◆ Problem to solve
Each line of the listing below that includes "String" must be copied.
___ Available data
//! Authentication collaborator consulted by the auth inspector.

use std::collections::HashMap;

/// Credential presented on every request until real credential extraction exists.
pub const PLACEHOLDER_CREDENTIAL: &str = "anonymous-placeholder";

/// Successful authentication outcome.
#[derive(Debug, Clone, PartialEq, Eq)]
pub struct AuthenticationResult {
    pub principal: String,
}

/// Validates a credential. `None` means authentication failed.
pub trait AuthenticationService: Send + Sync {
    fn authenticate(&self, credential: &str) -> Option<AuthenticationResult>;
}

/// Rejects every credential.
#[derive(Debug, Default, Clone, Copy)]
pub struct DenyAllAuthenticationService;

impl AuthenticationService for DenyAllAuthenticationService {
    fn authenticate(&self, _credential: &str) -> Option<AuthenticationResult> {
        None
    }
}

/// Accepts a fixed token → principal table.
#[derive(Debug, Default, Clone)]
pub struct StaticTokenAuthenticationService {
    tokens: HashMap<String, String>,
}

impl StaticTokenAuthenticationService {
    pub fn new() -> Self {
        Self::default()
    }

    pub fn with_token(mut self, token: impl Into<String>, principal: impl Into<String>) -> Self {
        self.tokens.insert(token.into(), principal.into());
        self
    }
}

impl AuthenticationService for StaticTokenAuthenticationService {
    fn authenticate(&self, credential: &str) -> Option<AuthenticationResult> {
        self.tokens.get(credential).map(|principal| AuthenticationResult {
            principal: principal.clone(),
        })
    }
}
______
◆ Reply to the task
    pub principal: String,
    tokens: HashMap<String, String>,
    pub fn with_token(mut self, token: impl Into<String>, principal: impl Into<String>) -> Self {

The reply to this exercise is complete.